Almost a week has passed since economists at Deutsche Bank Research floated the idea of imposing a 5% tax on the gross earnings of people working from home. The suggestion was made on the assumption that those affected would enjoy a better deal staying at home while allegedly not giving back enough to the economy.
“A big chunk of people have disconnected themselves from the face-to-face world yet are still leading a full economic life,” Deutsche Bank strategist Luke Templeman wrote in a note. “That means remote workers are contributing less to the infrastructure of the economy while still receiving its benefits,” he argued. The report reasoned the average employee working from home did not spend anything on transport infrastructure by not having to commute and did not buy lunch on-the-go. It also cited “fewer purchases of work clothing.”
“For years, we have needed a tax on remote workers — COVID has just made it obvious,” Templeman said, emphasizing, though, that the tax must not be levied during the current pandemic when people are forced, or highly recommended, to stay home. Rather, it should be considered by policymakers after the end of the COVID-19 threat when working from home could still be the new normal, the strategist added.
Marko Frohne, a German insurance broker from the state of Brandenburg, often gets to work from home. He says he doesn’t have the feeling he’s contributing less to the economy. “I can work more efficiently from home,” he told DW. While in the office, there’s a lot of talking going on with colleagues, taking away precious time; you don’t experience this at home and get more done for your company in the same period.”
Combining job and childcare at home is quite a challenge
Public sector employee Vicky Schubel has seen a lot of days working from home ever since the coronavirus hit the country. “That’s been good for my work-life balance, she says, adding that “it’s also more efficient to work from home, I feel. There are fewer disturbing factors so you can really stay focused on your tasks.”
The Deutsche Bank researchers figure that a 5% income tax per day spent working from home could raise some €20 billion ($23.7 billion) in Germany and $49 billion in the US. The economists’ idea is to use the money for subsidizing lower-paid workers who they say normally can’t do their jobs from home.
“If you want to redistribute income, you should do this strictly on the basis of people’s economic performance,” Jan Schnellenbach, a leading economist from the Brandenburg University of Technology in Cottbus, told DW. “Whether someone works from home or not is no meaningful indicator of the person’s productivity at all.”
In addition, such a tax would trigger some legal issues, adds Sebastian Dullien, director of the Macroeconomic Policy Institute at Germany’s Hans Böckler Foundation, which is associated with Germany’s umbrella trade union association.
“A higher income tax on people working from home would run counter to almost every fundamental principle of tax legislation in this country and would hardly be considered as a just move by a lot of people,” he told DW. “Moreover, people who work from home don’t strain the public and corporate infrastructure, and taxing this would be absurd.”
German economist Sebastian Dullien
That’s a thought that Jan Schnellenbach echoes in his assessment of the tax proposal:
“Let’s not ignore the negative factors that are evident when people go to work every day,” he said. “People who commute either cause CO2 emissions if they drive in by car, or they clog public transport — hence it would not be reasonable or efficient to financially punish those working from home for leaving a smaller ecological footprint.”
“And while it’s true that they don’t have any commuting costs,” he continued, “they have higher costs at home for, say, heating, electricity, printing paper and other office materials.” Insurance broker Marko Frohne agrees and concludes: “Such a tax wouldn’t make any sense to me,” he said. “Of course I save on fuel, that’s true, but then I incur other costs such as higher electricity costs.”
His view is supported by public sector employee Vicky Schubel. “A higher tax on my income just because I work from home would not be fair,” she argued. “You save a bit on travel costs, but let’s not forget about the extra costs I have at home caused by higher electricity, water and heating consumption, for instance.”

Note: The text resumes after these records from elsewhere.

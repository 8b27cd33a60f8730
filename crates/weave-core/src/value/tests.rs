use crate::value::{Key, KeyError, Value};
use std::cmp::Ordering;

#[test]
fn unsigned_foreign_keys_normalize_to_signed_keys() {
    let pk = Key::try_from_value(&Value::Int(7)).expect("int should be key-compatible");
    let fk = Key::try_from_value(&Value::Uint(7)).expect("uint should be key-compatible");

    assert_eq!(pk, fk, "signed and unsigned 7 should be the same key");
}

#[test]
fn null_and_float_values_are_not_keys() {
    assert_eq!(Key::try_from_value(&Value::Null), Err(KeyError::Null));
    assert!(matches!(
        Key::try_from_value(&Value::Float(1.5)),
        Err(KeyError::Incompatible(_))
    ));
}

#[test]
fn compare_crosses_numeric_families() {
    assert_eq!(Value::Int(-1).compare(&Value::Uint(3)), Some(Ordering::Less));
    assert_eq!(
        Value::Uint(2).compare(&Value::Float(2.0)),
        Some(Ordering::Equal)
    );
    assert_eq!(Value::Text("a".into()).compare(&Value::Int(1)), None);
}

#[test]
fn untagged_json_shape_is_plain() {
    let value = Value::List(vec![Value::Int(1), Value::Text("x".into()), Value::Null]);
    let json = serde_json::to_string(&value).expect("value should serialize");

    assert_eq!(json, r#"[1,"x",null]"#);
}

#[test]
fn key_display_is_bare() {
    assert_eq!(Key::Int(3).to_string(), "3");
    assert_eq!(Key::from("abc").to_string(), "abc");
}
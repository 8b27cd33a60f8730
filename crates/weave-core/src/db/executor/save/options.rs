use std::collections::BTreeMap;

///
/// Cascade
///
/// Which relation slots a save follows beyond the root record.
///

#[derive(Clone, Debug, Default, Eq, PartialEq)]
pub enum Cascade {
    /// Persist the root record's own fields only.
    #[default]
    None,
    /// Follow every populated relation slot, recursively.
    All,
    /// Follow only the named relation paths.
    Paths(CascadePaths),
}

///
/// CascadePaths
/// Tree of relation names built from dotted paths.
///

#[derive(Clone, Debug, Default, Eq, PartialEq)]
pub struct CascadePaths {
    pub(crate) children: BTreeMap<String, Self>,
}

impl CascadePaths {
    fn insert(&mut self, dotted: &str) {
        let mut node = self;
        for segment in dotted.split('.').map(str::trim) {
            node = node.children.entry(segment.to_string()).or_default();
        }
    }
}

///
/// SaveOptions
///

#[derive(Clone, Debug, Default, Eq, PartialEq)]
pub struct SaveOptions {
    pub cascade: Cascade,
}

impl SaveOptions {
    #[must_use]
    pub fn new() -> Self {
        Self::default()
    }

    /// Follow every populated relation slot.
    #[must_use]
    pub fn cascade_all() -> Self {
        Self {
            cascade: Cascade::All,
        }
    }

    /// Also follow the dotted relation path `dotted` ("Images.Tags").
    #[must_use]
    pub fn with(mut self, dotted: &str) -> Self {
        match &mut self.cascade {
            Cascade::All => {}
            Cascade::Paths(paths) => paths.insert(dotted),
            Cascade::None => {
                let mut paths = CascadePaths::default();
                paths.insert(dotted);
                self.cascade = Cascade::Paths(paths);
            }
        }
        self
    }
}

///
/// Selection
/// Borrowed view of the cascade at one depth of the record graph.
///

#[derive(Clone, Copy, Debug)]
pub(crate) enum Selection<'t> {
    Nothing,
    All,
    Tree(&'t CascadePaths),
}

impl<'t> Selection<'t> {
    pub(crate) const fn root(cascade: &'t Cascade) -> Self {
        match cascade {
            Cascade::None => Self::Nothing,
            Cascade::All => Self::All,
            Cascade::Paths(paths) => Self::Tree(paths),
        }
    }

    /// Selection for the records in slot `relation`, if it is followed.
    pub(crate) fn child(self, relation: &str) -> Option<Self> {
        match self {
            Self::Nothing => None,
            Self::All => Some(Self::All),
            Self::Tree(paths) => paths.children.get(relation).map(|child| {
                if child.children.is_empty() {
                    Self::Nothing
                } else {
                    Self::Tree(child)
                }
            }),
        }
    }
}

#[cfg(test)]
mod tests {
    use super::*;

    #[test]
    fn dotted_paths_select_only_named_branches() {
        let options = SaveOptions::new().with("Images.Tags").with("Images.Galleries");
        let root = Selection::root(&options.cascade);

        let images = root.child("Images").expect("Images should be followed");
        assert!(images.child("Tags").is_some());
        assert!(images.child("Galleries").is_some());
        assert!(root.child("Tags").is_none());
        assert!(
            images
                .child("Tags")
                .and_then(|tags| tags.child("Images"))
                .is_none(),
            "paths should not extend past their last segment"
        );
    }
}
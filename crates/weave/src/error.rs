use derive_more::Display;
use serde::{Deserialize, Serialize};
use thiserror::Error as ThisError;
use weave_core::{
    db::storage::StorageError,
    error::{ErrorClass, ErrorDetail, ErrorOrigin as CoreErrorOrigin, InternalError},
};

///
/// Error
/// Public error type with a stable kind + origin taxonomy.
///

#[derive(Clone, Debug, Deserialize, Eq, PartialEq, Serialize, ThisError)]
#[error("{message}")]
pub struct Error {
    pub kind: ErrorKind,
    pub origin: ErrorOrigin,
    pub message: String,
}

impl Error {
    pub fn new(kind: ErrorKind, origin: ErrorOrigin, message: impl Into<String>) -> Self {
        Self {
            kind,
            origin,
            message: message.into(),
        }
    }

    #[must_use]
    pub const fn is_cancelled(&self) -> bool {
        matches!(self.kind, ErrorKind::Cancelled)
    }
}

impl From<InternalError> for Error {
    fn from(err: InternalError) -> Self {
        let kind = match &err.detail {
            Some(ErrorDetail::UnknownRelationship { .. }) => {
                ErrorKind::Query(QueryErrorKind::UnknownRelationship)
            }
            Some(ErrorDetail::UnknownModel { .. }) => ErrorKind::Query(QueryErrorKind::UnknownModel),
            Some(ErrorDetail::DuplicateKey { .. }) => ErrorKind::Query(QueryErrorKind::DuplicateKey),
            Some(ErrorDetail::Storage { source, .. }) => ErrorKind::Store(source.into()),
            Some(ErrorDetail::Validation(_)) => ErrorKind::Save(SaveErrorKind::Validation),
            Some(ErrorDetail::Cancelled) => ErrorKind::Cancelled,
            None => match (err.class, err.origin) {
                (_, CoreErrorOrigin::Schema) => ErrorKind::Schema,
                (ErrorClass::Unsupported, _) => ErrorKind::Query(QueryErrorKind::Unsupported),
                (ErrorClass::InvariantViolation, CoreErrorOrigin::Save) => {
                    ErrorKind::Save(SaveErrorKind::Invariant)
                }
                _ => ErrorKind::Internal,
            },
        };

        Self::new(kind, err.origin.into(), err.message)
    }
}

impl From<weave_schema::Error> for Error {
    fn from(err: weave_schema::Error) -> Self {
        Self::new(ErrorKind::Schema, ErrorOrigin::Schema, err.to_string())
    }
}

///
/// ErrorKind
/// Public error taxonomy for callers.
///

#[derive(Clone, Debug, Deserialize, Eq, PartialEq, Serialize)]
pub enum ErrorKind {
    Query(QueryErrorKind),
    Save(SaveErrorKind),
    Store(StoreErrorKind),

    /// The schema document or catalog is invalid.
    Schema,

    /// The operation observed its cancellation token.
    Cancelled,

    /// The caller cannot remediate this.
    Internal,
}

///
/// QueryErrorKind
///

#[derive(Clone, Debug, Deserialize, Eq, PartialEq, Serialize)]
pub enum QueryErrorKind {
    /// An eager-load or cascade path names an undeclared relationship.
    UnknownRelationship,

    UnknownModel,

    /// Two rows of an indexed result share a primary key.
    DuplicateKey,

    Unsupported,
}

///
/// SaveErrorKind
///

#[derive(Clone, Debug, Deserialize, Eq, PartialEq, Serialize)]
pub enum SaveErrorKind {
    /// A record failed its model's validation policy.
    Validation,

    /// The record graph cannot be saved as shaped (mismatched slots,
    /// primary key changes).
    Invariant,
}

///
/// StoreErrorKind
///

#[derive(Clone, Debug, Deserialize, Eq, PartialEq, Serialize)]
pub enum StoreErrorKind {
    Unavailable,
    ConstraintViolation,
    NotFound,
    Backend,
}

impl From<&StorageError> for StoreErrorKind {
    fn from(err: &StorageError) -> Self {
        match err {
            StorageError::Connection(_) => Self::Unavailable,
            StorageError::Constraint(_) => Self::ConstraintViolation,
            StorageError::NotFound(_) => Self::NotFound,
            StorageError::Backend(_) => Self::Backend,
        }
    }
}

///
/// ErrorOrigin
/// Public origin taxonomy for callers.
///

#[derive(Clone, Copy, Debug, Deserialize, Display, Eq, PartialEq, Serialize)]
pub enum ErrorOrigin {
    Schema,
    Plan,
    Query,
    Hydrate,
    Storage,
    Save,
    Interface,
}

impl From<CoreErrorOrigin> for ErrorOrigin {
    fn from(origin: CoreErrorOrigin) -> Self {
        match origin {
            CoreErrorOrigin::Schema => Self::Schema,
            CoreErrorOrigin::Plan => Self::Plan,
            CoreErrorOrigin::Query => Self::Query,
            CoreErrorOrigin::Hydrate => Self::Hydrate,
            CoreErrorOrigin::Storage => Self::Storage,
            CoreErrorOrigin::Save => Self::Save,
            CoreErrorOrigin::Interface => Self::Interface,
        }
    }
}
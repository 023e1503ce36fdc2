// Copyright (c) 2025 Soumyadip Sarkar.
// All rights reserved.
//
// This source code is licensed under the license found in the
// LICENSE file in the root directory of this source tree.

use crate::config::get_currency_symbol;
use crate::session::Session;
use crate::utils::maybe_print_json;
use anyhow::Result;
use chrono::Utc;
use rusqlite::Connection;

pub fn handle(conn: &Connection, m: &clap::ArgMatches) -> Result<()> {
    let ccy = get_currency_symbol(conn)?;
    let mut session = Session::load(conn);
    let lines = session.refresh_insights(&ccy, Utc::now())?;
    if !maybe_print_json(m.get_flag("json"), m.get_flag("jsonl"), &lines)? {
        for line in lines {
            println!("{}", line);
        }
    }
    Ok(())
}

The chances of such a tax becoming a reality in Germany anytime soon seem slim in the current political environment. The coalition government has been looking for ways of supporting remote workers. Labor Minister Hubertus Heil even suggested introducing a legal right to at least 24 days a year of working from home for full-time employees.
He dropped his proposal a couple of days ago because of a lack of support from Chancellor Angela Merkel’s conservative Christian Democrats for such a far-reaching measure, yet the latter are also in favor of enabling remote workers to set off more of their costs against tax in the future.
A study by the Leibniz Centre for European Economic Research (ZEW) indicates that remote workers have had no small share in improving a lot of companies’ digital infrastructure. Overall, many firms are now better positioned to meet future challenges and are taking steps they most likely wouldn’t have taken so quickly, if at all, without the general shift to working from home.
This alone makes many economists doubt whether the Deutsche Bank Research report’s claim that remote workers contribute less to the economy — directly or indirectly — can really be upheld.